---------- Available data

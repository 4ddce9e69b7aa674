use std::any::Any;
use std::collections::BTreeMap;
use std::fmt;
use std::sync::Arc;

use super::error::TaskletError;

/// Dynamically typed value passed between tasklets.
#[derive(Clone)]
pub struct Value(Arc<dyn Any + Send + Sync>);

impl Value {
    pub fn new<T: Any + Send + Sync>(value: T) -> Self {
        Self(Arc::new(value))
    }

    pub fn unit() -> Self {
        Self::new(())
    }

    pub fn is<T: Any>(&self) -> bool {
        self.0.is::<T>()
    }

    pub fn downcast_ref<T: Any>(&self) -> Option<&T> {
        self.0.downcast_ref::<T>()
    }

    /// Clones the payload out if it has type `T`.
    pub fn get<T: Any + Clone>(&self) -> Option<T> {
        self.downcast_ref::<T>().cloned()
    }

    pub fn ptr_eq(&self, other: &Self) -> bool {
        Arc::ptr_eq(&self.0, &other.0)
    }
}

impl fmt::Debug for Value {
    fn fmt(&self, f: &mut fmt::Formatter<'_>) -> fmt::Result {
        if let Some(v) = self.downcast_ref::<i64>() {
            write!(f, "Value({v})")
        } else if let Some(v) = self.downcast_ref::<i32>() {
            write!(f, "Value({v})")
        } else if let Some(v) = self.downcast_ref::<String>() {
            write!(f, "Value({v:?})")
        } else if let Some(v) = self.downcast_ref::<&'static str>() {
            write!(f, "Value({v:?})")
        } else if self.is::<()>() {
            f.write_str("Value(())")
        } else {
            f.write_str("Value(..)")
        }
    }
}

/// Positional and keyword arguments for a tasklet body.
#[derive(Debug, Clone, Default)]
pub struct Args {
    positional: Vec<Value>,
    keyword: BTreeMap<String, Value>,
}

impl Args {
    pub fn new() -> Self {
        Self::default()
    }

    pub fn arg<T: Any + Send + Sync>(self, value: T) -> Self {
        self.push(Value::new(value))
    }

    pub fn push(mut self, value: Value) -> Self {
        self.positional.push(value);
        self
    }

    pub fn kwarg<T: Any + Send + Sync>(mut self, name: impl Into<String>, value: T) -> Self {
        self.keyword.insert(name.into(), Value::new(value));
        self
    }

    pub fn get(&self, index: usize) -> Option<&Value> {
        self.positional.get(index)
    }

    pub fn keyword(&self, name: &str) -> Option<&Value> {
        self.keyword.get(name)
    }

    pub fn positional(&self) -> &[Value] {
        &self.positional
    }

    pub fn keywords(&self) -> impl Iterator<Item = (&str, &Value)> {
        self.keyword.iter().map(|(k, v)| (k.as_str(), v))
    }

    pub fn len(&self) -> usize {
        self.positional.len() + self.keyword.len()
    }

    pub fn is_empty(&self) -> bool {
        self.len() == 0
    }
}

/// What a tasklet finds in its mailbox when it resumes.
#[derive(Debug)]
pub(crate) enum Payload {
    Value(Value),
    Error(TaskletError),
}

impl Payload {
    pub(crate) fn into_result(self) -> Result<Value, TaskletError> {
        match self {
            Self::Value(value) => Ok(value),
            Self::Error(err) => Err(err),
        }
    }
}

#[cfg(test)]
mod tests {
    use super::*;

    #[test]
    fn values_downcast_to_their_type() {
        let value = Value::new(42_i64);
        assert!(value.is::<i64>());
        assert!(!value.is::<i32>());
        assert_eq!(value.get::<i64>(), Some(42));
        assert_eq!(format!("{value:?}"), "Value(42)");
    }

    #[test]
    fn clones_share_the_payload() {
        let value = Value::new(String::from("ping"));
        let copy = value.clone();
        assert!(value.ptr_eq(&copy));
        assert!(!value.ptr_eq(&Value::new(String::from("ping"))));
    }

    #[test]
    fn args_keep_positional_order_and_keywords() {
        let args = Args::new().arg(1_i32).arg("two").kwarg("three", 3_u8);
        assert_eq!(args.len(), 3);
        assert_eq!(args.get(0).and_then(Value::get::<i32>), Some(1));
        assert_eq!(args.get(1).and_then(Value::get::<&str>), Some("two"));
        assert_eq!(args.keyword("three").and_then(Value::get::<u8>), Some(3));
        assert!(args.keyword("four").is_none());
        assert!(Args::new().is_empty());
    }
}
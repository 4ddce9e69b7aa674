pub const VERSION: &str = env!("CARGO_PKG_VERSION");
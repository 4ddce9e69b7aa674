use tracing_subscriber::EnvFilter;

pub const LOG_ENV: &str = "TASKLETS_LOG";

/// Installs the global fmt subscriber. The filter comes from `TASKLETS_LOG`
/// and defaults to `warn`. Calling this more than once is harmless.
pub fn init_logging() {
    init_logging_with(None);
}

/// Like [`init_logging`], but `directive` takes precedence over the
/// environment.
pub fn init_logging_with(directive: Option<&str>) {
    let filter = match directive {
        Some(directive) => EnvFilter::new(directive),
        None => EnvFilter::try_from_env(LOG_ENV).unwrap_or_else(|_| EnvFilter::new("warn")),
    };
    let _ = tracing_subscriber::fmt()
        .with_env_filter(filter)
        .with_target(false)
        .with_writer(std::io::stderr)
        .try_init();
}
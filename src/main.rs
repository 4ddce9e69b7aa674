use tasklets::cli;

fn main() -> anyhow::Result<()> {
    if let Err(e) = cli::run() {
        eprintln!("Error: {:?}", e);
        std::process::exit(1);
    }
    Ok(())
}
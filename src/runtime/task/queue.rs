//! Circular doubly-linked queue with O(1) removal by key.
//!
//! Links live in a hash map keyed by the element id rather than in the
//! elements themselves, so `prev`/`next` are plain lookups and nothing hands
//! out node pointers.

use std::hash::Hash;

use ahash::AHashMap;

#[derive(Debug)]
struct Link<K, V> {
    prev: K,
    next: K,
    value: V,
}

#[derive(Debug)]
pub(crate) struct RingQueue<K, V> {
    head: Option<K>,
    links: AHashMap<K, Link<K, V>>,
}

impl<K, V> Default for RingQueue<K, V> {
    fn default() -> Self {
        Self {
            head: None,
            links: AHashMap::new(),
        }
    }
}

impl<K: Copy + Eq + Hash, V> RingQueue<K, V> {
    pub(crate) fn new() -> Self {
        Self::default()
    }

    pub(crate) fn len(&self) -> usize {
        self.links.len()
    }

    pub(crate) fn is_empty(&self) -> bool {
        self.links.is_empty()
    }

    pub(crate) fn contains(&self, key: K) -> bool {
        self.links.contains_key(&key)
    }

    pub(crate) fn head_key(&self) -> Option<K> {
        self.head
    }

    pub(crate) fn head(&self) -> Option<&V> {
        self.head.and_then(|key| self.get(key))
    }

    pub(crate) fn get(&self, key: K) -> Option<&V> {
        self.links.get(&key).map(|link| &link.value)
    }

    pub(crate) fn next_of(&self, key: K) -> Option<&V> {
        let next = self.links.get(&key)?.next;
        self.get(next)
    }

    pub(crate) fn prev_of(&self, key: K) -> Option<&V> {
        let prev = self.links.get(&key)?.prev;
        self.get(prev)
    }

    /// Appends at the tail, which is the slot just before the head.
    pub(crate) fn push_back(&mut self, key: K, value: V) {
        match self.head {
            Some(head) => self.link_before(head, key, value),
            None => {
                self.links.insert(
                    key,
                    Link {
                        prev: key,
                        next: key,
                        value,
                    },
                );
                self.head = Some(key);
            }
        }
    }

    /// Inserts in front of the current head and makes the new element the head.
    pub(crate) fn push_front(&mut self, key: K, value: V) {
        self.push_back(key, value);
        self.head = Some(key);
    }

    fn link_before(&mut self, anchor: K, key: K, value: V) {
        let Some(prev) = self.links.get(&anchor).map(|link| link.prev) else {
            return;
        };
        self.links.insert(
            key,
            Link {
                prev,
                next: anchor,
                value,
            },
        );
        if let Some(link) = self.links.get_mut(&prev) {
            link.next = key;
        }
        if let Some(link) = self.links.get_mut(&anchor) {
            link.prev = key;
        }
    }

    pub(crate) fn remove(&mut self, key: K) -> Option<V> {
        let link = self.links.remove(&key)?;
        if self.links.is_empty() {
            self.head = None;
            return Some(link.value);
        }
        if let Some(prev) = self.links.get_mut(&link.prev) {
            prev.next = link.next;
        }
        if let Some(next) = self.links.get_mut(&link.next) {
            next.prev = link.prev;
        }
        if self.head == Some(key) {
            self.head = Some(link.next);
        }
        Some(link.value)
    }

    pub(crate) fn pop_front(&mut self) -> Option<V> {
        let head = self.head?;
        self.remove(head)
    }

    /// Moves the head one step forward, sending the old head to the tail.
    pub(crate) fn rotate(&mut self) {
        if let Some(head) = self.head {
            self.head = self.links.get(&head).map(|link| link.next);
        }
    }

    pub(crate) fn set_head(&mut self, key: K) -> bool {
        if self.links.contains_key(&key) {
            self.head = Some(key);
            true
        } else {
            false
        }
    }

    pub(crate) fn iter(&self) -> Iter<'_, K, V> {
        Iter {
            queue: self,
            cursor: self.head,
            remaining: self.len(),
        }
    }
}

pub(crate) struct Iter<'a, K, V> {
    queue: &'a RingQueue<K, V>,
    cursor: Option<K>,
    remaining: usize,
}

impl<'a, K: Copy + Eq + Hash, V> Iterator for Iter<'a, K, V> {
    type Item = &'a V;

    fn next(&mut self) -> Option<Self::Item> {
        if self.remaining == 0 {
            return None;
        }
        let link = self.queue.links.get(&self.cursor?)?;
        self.remaining -= 1;
        self.cursor = Some(link.next);
        Some(&link.value)
    }
}

#[cfg(test)]
mod tests {
    use super::*;

    fn order(queue: &RingQueue<u32, &'static str>) -> Vec<&'static str> {
        queue.iter().copied().collect()
    }

    #[test]
    fn push_back_keeps_fifo_order() {
        let mut queue = RingQueue::new();
        queue.push_back(1, "a");
        queue.push_back(2, "b");
        queue.push_back(3, "c");
        assert_eq!(order(&queue), ["a", "b", "c"]);
        assert_eq!(queue.pop_front(), Some("a"));
        assert_eq!(order(&queue), ["b", "c"]);
    }

    #[test]
    fn links_are_circular() {
        let mut queue = RingQueue::new();
        queue.push_back(1, "a");
        assert_eq!(queue.next_of(1), Some(&"a"));
        assert_eq!(queue.prev_of(1), Some(&"a"));

        queue.push_back(2, "b");
        queue.push_back(3, "c");
        assert_eq!(queue.next_of(3), Some(&"a"));
        assert_eq!(queue.prev_of(1), Some(&"c"));
        assert_eq!(queue.next_of(9), None);
    }

    #[test]
    fn push_front_becomes_head() {
        let mut queue = RingQueue::new();
        queue.push_back(1, "a");
        queue.push_back(2, "b");
        queue.push_front(3, "c");
        assert_eq!(order(&queue), ["c", "a", "b"]);
    }

    #[test]
    fn removing_the_head_advances_it() {
        let mut queue = RingQueue::new();
        queue.push_back(1, "a");
        queue.push_back(2, "b");
        queue.push_back(3, "c");
        assert_eq!(queue.remove(1), Some("a"));
        assert_eq!(queue.head(), Some(&"b"));
        assert_eq!(queue.remove(3), Some("c"));
        assert_eq!(queue.remove(3), None);
        assert_eq!(queue.remove(2), Some("b"));
        assert!(queue.is_empty());
        assert_eq!(queue.head_key(), None);
    }

    #[test]
    fn rotate_moves_head_to_tail() {
        let mut queue = RingQueue::new();
        queue.push_back(1, "a");
        queue.push_back(2, "b");
        queue.push_back(3, "c");
        queue.rotate();
        assert_eq!(order(&queue), ["b", "c", "a"]);
        assert!(queue.set_head(3));
        assert_eq!(order(&queue), ["c", "a", "b"]);
        assert!(!queue.set_head(7));
    }
}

--------------------

▶ [Brief]: Among the lines above, find each one containing the string "EnvFilter" and copy it.

▶ [Reply to the exercise]:
use tracing_subscriber::EnvFilter;
        Some(directive) => EnvFilter::new(directive),
        None => EnvFilter::try_from_env(LOG_ENV).unwrap_or_else(|_| EnvFilter::new("warn")),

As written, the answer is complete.